Le 24 janvier de l’année 41 de notre ère, Rome, capitale de l’Empire, fut le théâtre d’un événement majeur qui bouleversa l’ordre politique et révéla les fragilités d’une institution impériale en pleine mutation. L’assassinat de l’empereur Caligula par des membres de sa propre garde prétorienne marqua un tournant dans l’histoire du pouvoir romain, tout en établissant son oncle Claude comme successeur improbable mais décisif.
Caligula, né Gaius Julius Caesar Augustus Germanicus, avait accédé au trône en 37, à la suite de la mort de l’empereur Tibère. Ce jeune homme, issu de la dynastie julio-claudienne, portait avec lui un immense capital de sympathie. Fils du célèbre Germanicus, héros militaire adoré du peuple, et arrière-petit-fils d’Auguste, il semblait être l’incarnation de l’espoir pour une Rome lassée des dernières années d’un Tibère sombre et répressif. Ses premières mesures, comme l’amnistie des prisonniers politiques et des jeux somptueux pour plaire à la plèbe, renforcèrent cette image d’un dirigeant bienveillant et réconciliateur. Cependant, cet espoir s’effaça rapidement à mesure que le règne dévoilait une personnalité instable et des pratiques autocratiques. Les épisodes de tyrannie, mégalomanie et extravagances marquèrent son mandat. Parmi ces derniers, ses dépenses somptuaires vidèrent les caisses de l’État tandis que ses lois imprévisibles, souvent jugées absurdes, semèrent le chaos au sein des institutions.
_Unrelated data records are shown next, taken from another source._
//! Kernel logging.
//!
//! `log!` takes a literal, `logf!` a format string with arguments. Both render
//! through `core::fmt` into the sink installed with [`set_sink`]; until a sink
//! is installed messages are dropped.

use core::fmt;
use core::sync::atomic::{AtomicPtr, Ordering};

/// Destination for rendered log lines.
pub type Sink = fn(fmt::Arguments<'_>);

static SINK: AtomicPtr<()> = AtomicPtr::new(core::ptr::null_mut());

pub fn set_sink(sink: Sink) {
    SINK.store(sink as *mut (), Ordering::Release);
}

#[doc(hidden)]
pub fn emit(args: fmt::Arguments<'_>) {
    let ptr = SINK.load(Ordering::Acquire);
    if ptr.is_null() {
        return;
    }
    // Only `set_sink` stores into SINK, always from a `Sink`.
    let sink = unsafe { core::mem::transmute::<*mut (), Sink>(ptr) };
    sink(args);
}

/// Displays a byte string such as a file name, escaping anything that is
/// not printable ASCII.
pub struct Bytes<'a>(pub &'a [u8]);

impl fmt::Display for Bytes<'_> {
    fn fmt(&self, f: &mut fmt::Formatter<'_>) -> fmt::Result {
        for &b in self.0 {
            if b.is_ascii_graphic() || b == b' ' {
                fmt::Write::write_char(f, b as char)?;
            } else {
                write!(f, "\\x{:02x}", b)?;
            }
        }
        Ok(())
    }
}

#[macro_export]
macro_rules! log {
    ($msg:expr) => {
        $crate::log::emit(format_args!(concat!("[kernel] ", $msg, "\n")))
    };
}

#[macro_export]
macro_rules! logf {
    ($fmt:expr, $($arg:tt)*) => {
        $crate::log::emit(format_args!(concat!("[kernel] ", $fmt, "\n"), $($arg)*))
    };
}
#![no_std]

//! Cooperative single-hart kernel core.
//!
//! Everything that touches CSRs, raw registers or MMIO lives in
//! [`arch::riscv32`]; the rest of the crate works against the [`Hart`],
//! [`Console`], [`PhysMemory`] and [`Mmio`] traits so it runs unchanged in
//! host tests.

pub mod log;

pub mod config;
pub use config::Config;

pub mod global;
pub use global::Global;

pub mod console;
pub use console::Console;

pub mod hart;
pub use hart::Hart;

pub mod mmu;
pub use mmu::{Mmu, PageAllocator, PhysMemory};

pub mod process;
pub use process::{Pid, Process, ProcessState, ProcessTable};

pub mod trap;
pub use trap::{TrapFrame, TrapInfo};

pub mod syscall;

pub mod virtio;
pub use virtio::{Mmio, VirtioBlk};

mod kernel;
pub use kernel::Kernel;

pub mod arch;
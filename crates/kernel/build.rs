use std::env;
use std::path::PathBuf;

fn main() {
    let manifest_dir = PathBuf::from(env::var("CARGO_MANIFEST_DIR").unwrap());
    let target_arch = env::var("CARGO_CFG_TARGET_ARCH").unwrap_or_default();

    println!("cargo:rerun-if-changed=kernel.ld");
    println!("cargo:rerun-if-env-changed=SHELL_BIN");

    // Host builds (tests, tooling) link normally.
    if target_arch != "riscv32" {
        return;
    }

    println!(
        "cargo:rustc-link-arg-bin=kernel=-T{}",
        manifest_dir.join("kernel.ld").display()
    );
    println!("cargo:rustc-link-arg-bin=kernel=-Map=kernel.map");

    if env::var_os("SHELL_BIN").is_none() {
        // The boot binary embeds the user shell image via env!("SHELL_BIN").
        println!("cargo:warning=SHELL_BIN is not set; build the shell and run `imgtool flat` first");
    }
}
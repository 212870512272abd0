use core::cell::UnsafeCell;

/// Minimal wrapper to store non-`Sync` types in statics.
///
/// Safety: Callers must guarantee exclusive access when mutating. The kernel
/// runs on one hart with traps disabled in supervisor mode, so there is only
/// ever one control flow touching a `Global`.
pub struct Global<T> {
    inner: UnsafeCell<T>,
}

impl<T> Global<T> {
    pub const fn new(value: T) -> Self {
        Self {
            inner: UnsafeCell::new(value),
        }
    }

    /// # Safety
    /// Callers must ensure exclusive access or otherwise serialize mutations.
    #[allow(clippy::mut_from_ref)]
    pub unsafe fn get_mut(&self) -> &mut T {
        unsafe { &mut *self.inner.get() }
    }
}

unsafe impl<T> Sync for Global<T> {}
use std::env;
use std::path::PathBuf;

fn main() {
    println!("cargo:rerun-if-changed=user.ld");

    let manifest_dir = PathBuf::from(env::var("CARGO_MANIFEST_DIR").unwrap());
    if env::var("CARGO_CFG_TARGET_ARCH").unwrap_or_default() == "riscv32" {
        println!(
            "cargo:rustc-link-arg-bins=-T{}",
            manifest_dir.join("user.ld").display()
        );
    }
}
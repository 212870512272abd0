use types::{USER_BASE, VIRTIO_BLK_PADDR};

/// Compile-time kernel parameters.
pub struct Config;

impl Config {
    /// Slots in the process table, idle included.
    pub const PROCS_MAX: usize = 8;
    /// Per-process kernel stack, holding trap frames and switch frames.
    pub const KERNEL_STACK_SIZE: usize = 8 * 1024;
    /// Virtual address user images are loaded at and entered from.
    pub const USER_BASE: u32 = USER_BASE;
    /// Physical address of the virtio-blk MMIO window.
    pub const VIRTIO_BLK_PADDR: u32 = VIRTIO_BLK_PADDR;
    /// Descriptors in the virtio request queue.
    pub const VIRTQ_ENTRY_NUM: usize = 16;
}
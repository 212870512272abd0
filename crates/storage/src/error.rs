use core::fmt;

/// Reasons a TAR image or a file update is rejected.
#[derive(Copy, Clone, Debug, PartialEq, Eq)]
pub enum FsError {
    /// Header at `offset` does not carry the "ustar" magic.
    BadMagic { offset: usize },
    /// Stored checksum at `offset` does not match the header bytes.
    BadChecksum { offset: usize },
    /// Entry data would run past the end of the image.
    Truncated { offset: usize },
    /// File contents exceed the fixed per-file buffer.
    DataTooLarge(usize),
    /// File name exceeds the TAR name field.
    NameTooLong(usize),
    /// Every file slot is in use.
    TableFull,
    /// A file with this name is already stored.
    Exists,
}

impl fmt::Display for FsError {
    fn fmt(&self, f: &mut fmt::Formatter<'_>) -> fmt::Result {
        match self {
            FsError::BadMagic { offset } => write!(f, "invalid tar header at {:#x}: bad magic", offset),
            FsError::BadChecksum { offset } => {
                write!(f, "invalid tar header at {:#x}: checksum mismatch", offset)
            }
            FsError::Truncated { offset } => write!(f, "tar entry at {:#x} runs past the image", offset),
            FsError::DataTooLarge(len) => write!(f, "file too large: {} bytes", len),
            FsError::NameTooLong(len) => write!(f, "file name too long: {} bytes", len),
            FsError::TableFull => f.write_str("too many files"),
            FsError::Exists => f.write_str("file already exists"),
        }
    }
}

impl core::error::Error for FsError {}
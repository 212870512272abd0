//! Host-side helpers for producing what the kernel boots: flat user images
//! and TAR disk images.

pub mod elf;
pub use elf::{parse_elf_from_bytes, ElfInfo, LoadSegment};

pub mod disk;
pub use disk::{build_disk, list_disk, DiskEntry};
Caligula se distinguait par une conception du pouvoir absolue et divine, qu’il cherchait à incarner de manière ostentatoire. Il n’hésitait pas à humilier les élites romaines, y compris le Sénat, qu’il considérait comme un simple instrument de sa volonté. "Souvenez-vous que je peux faire ce que je veux à qui je veux", aurait-il déclaré un jour, illustrant son mépris pour toute opposition. Il se faisait appeler « Dieu vivant » et exigeait que des temples lui soient dédiés, plaçant sa statue parmi celles des divinités traditionnelles, ce qui choquait profondément la sensibilité religieuse des Romains. Parmi ses actes les plus controversés, on trouve son désir de nommer son cheval, Incitatus, au rang de consul. Certains considèrent ce geste comme une provocation symbolique, mais d'autres y voient une manière de ridiculiser un Sénat qu’il jugeait incapable. "Qu'importe si le peuple m'aime, pourvu qu'il me craigne", affirmait-il également, résumant sa philosophie du pouvoir par la terreur. La construction de fastueux projets architecturaux, comme des palais, des aqueducs et des amphithéâtres, financés par une fiscalité écrasante et l’expropriation des riches familles romaines, attisa également les tensions. Son projet de creuser un canal reliant la baie de Naples au Tibre reflétait son ambition disproportionnée, mais ces entreprises, souvent inachevées, grevèrent lourdement les finances publiques. Enfin, ses caprices atteignaient des sommets d’extravagance. Lors de banquets somptueux, il ne se contentait pas d’offrir des mets rares venus des quatre coins de l’Empire, mais il jetait parfois des pièces d’or au sol pour que ses invités se battent pour les ramasser, dans une parodie humiliante de générosité. Ces banquets n’étaient pas seulement des lieux de luxe, mais aussi des scènes de théâtre pour afficher son pouvoir et sa domination sur ses convives. Caligula allait jusqu’à organiser des festins sur des ponts artificiels ou dans des jardins inondés d’eau pour simuler des lagunes, démontrant son obsession de contrôler jusqu’à la nature elle-même. Ces extravagances, tout en vidant les caisses de l’État, provoquaient un profond malaise parmi les élites, qui voyaient leurs ressources et leur dignité dilapidées dans des spectacles inutiles.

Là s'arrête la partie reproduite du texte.